Retype, word for word, every line of the records below starting at the one that contains "placeholders of a path" and ending at the one that contains "let cli = Cli::parse();"; include both of those lines and nothing more.

Data for analysis START

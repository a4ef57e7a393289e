//! sitesync CLI - Command-line interface for sitesync
//!
//! Provides commands for:
//! - Listing configured sites and checking their providers
//! - Inspecting provider settings schemas and batch limits
//! - Managing remote folders and files
//! - Uploading and downloading single files
//! - Moving project files between the active and the remote site

use std::path::PathBuf;

use anyhow::Result;
use clap::{Parser, Subcommand};
use tracing_subscriber::EnvFilter;

mod commands;
mod output;

use commands::{
    files::{LsCommand, MkdirCommand, RmCommand, TreeCommand},
    providers::{BatchLimitCommand, SchemaCommand},
    resolve::ResolveCommand,
    sites::SitesCommand,
    transfer::{DownloadCommand, PullCommand, PushCommand, UploadCommand},
    Session,
};
use output::{Output, OutputFormat};

#[derive(Debug, Parser)]
#[command(name = "sitesync", version, about = "Synchronize project files between storage sites")]
pub struct Cli {
    /// Output in JSON format
    #[arg(long, global = true)]
    json: bool,

    /// Verbose output (can be repeated: -v, -vv)
    #[arg(short, long, action = clap::ArgAction::Count, global = true)]
    verbose: u8,

    /// Use alternate config file
    #[arg(long, global = true)]
    config: Option<PathBuf>,

    #[command(subcommand)]
    command: Commands,
}

#[derive(Debug, Subcommand)]
pub enum Commands {
    /// List configured sites and whether their providers are active
    Sites(SitesCommand),
    /// Show the settings fields of a provider
    Schema(SchemaCommand),
    /// Show how many files a provider handles per sync loop
    BatchLimit(BatchLimitCommand),
    /// Show the folder index of a site
    Tree(TreeCommand),
    /// List a remote folder
    Ls(LsCommand),
    /// Create a remote folder
    Mkdir(MkdirCommand),
    /// Delete a remote file or folder
    Rm(RmCommand),
    /// Upload a local file to a site
    Upload(UploadCommand),
    /// Download a file from a site
    Download(DownloadCommand),
    /// Upload a project file to the remote site
    Push(PushCommand),
    /// Download a project file from the remote site
    Pull(PullCommand),
    /// Resolve root placeholders of a path
    Resolve(ResolveCommand),
}

impl Commands {
    async fn execute(&self, session: &Session, output: Output) -> Result<()> {
        match self {
            Commands::Sites(cmd) => cmd.execute(session, output).await,
            Commands::Schema(cmd) => cmd.execute(session, output).await,
            Commands::BatchLimit(cmd) => cmd.execute(session, output).await,
            Commands::Tree(cmd) => cmd.execute(session, output).await,
            Commands::Ls(cmd) => cmd.execute(session, output).await,
            Commands::Mkdir(cmd) => cmd.execute(session, output).await,
            Commands::Rm(cmd) => cmd.execute(session, output).await,
            Commands::Upload(cmd) => cmd.execute(session, output).await,
            Commands::Download(cmd) => cmd.execute(session, output).await,
            Commands::Push(cmd) => cmd.execute(session, output).await,
            Commands::Pull(cmd) => cmd.execute(session, output).await,
            Commands::Resolve(cmd) => cmd.execute(session, output).await,
        }
    }
}

#[tokio::main]
async fn main() -> Result<()> {
    let cli = Cli::parse();
    let session = Session::load(cli.config.as_deref())?;

    // Setup tracing; without -v the configured level applies
    let filter = match cli.verbose {
        0 => session.config.logging.level.clone(),
        1 => "debug".to_string(),
        _ => "trace".to_string(),
    };
    let env_filter = EnvFilter::try_from_default_env().unwrap_or_else(|_| EnvFilter::new(filter));

    tracing_subscriber::fmt()
        .with_env_filter(env_filter)
        .with_target(false)
        .with_writer(std::io::stderr)
        .init();

    let format = if cli.json {
        OutputFormat::Json
    } else {
        OutputFormat::Human
    };
    let output = Output::new(format);

    if let Err(err) = cli.command.execute(&session, output).await {
        output.error(&format!("{:#}", err));
        std::process::exit(1);
    }
    Ok(())
}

Data for analysis END

- Expected output:
    /// Resolve root placeholders of a path
    Resolve(ResolveCommand),
}

impl Commands {
    async fn execute(&self, session: &Session, output: Output) -> Result<()> {
        match self {
            Commands::Sites(cmd) => cmd.execute(session, output).await,
            Commands::Schema(cmd) => cmd.execute(session, output).await,
            Commands::BatchLimit(cmd) => cmd.execute(session, output).await,
            Commands::Tree(cmd) => cmd.execute(session, output).await,
            Commands::Ls(cmd) => cmd.execute(session, output).await,
            Commands::Mkdir(cmd) => cmd.execute(session, output).await,
            Commands::Rm(cmd) => cmd.execute(session, output).await,
            Commands::Upload(cmd) => cmd.execute(session, output).await,
            Commands::Download(cmd) => cmd.execute(session, output).await,
            Commands::Push(cmd) => cmd.execute(session, output).await,
            Commands::Pull(cmd) => cmd.execute(session, output).await,
            Commands::Resolve(cmd) => cmd.execute(session, output).await,
        }
    }
}

#[tokio::main]
async fn main() -> Result<()> {
    let cli = Cli::parse();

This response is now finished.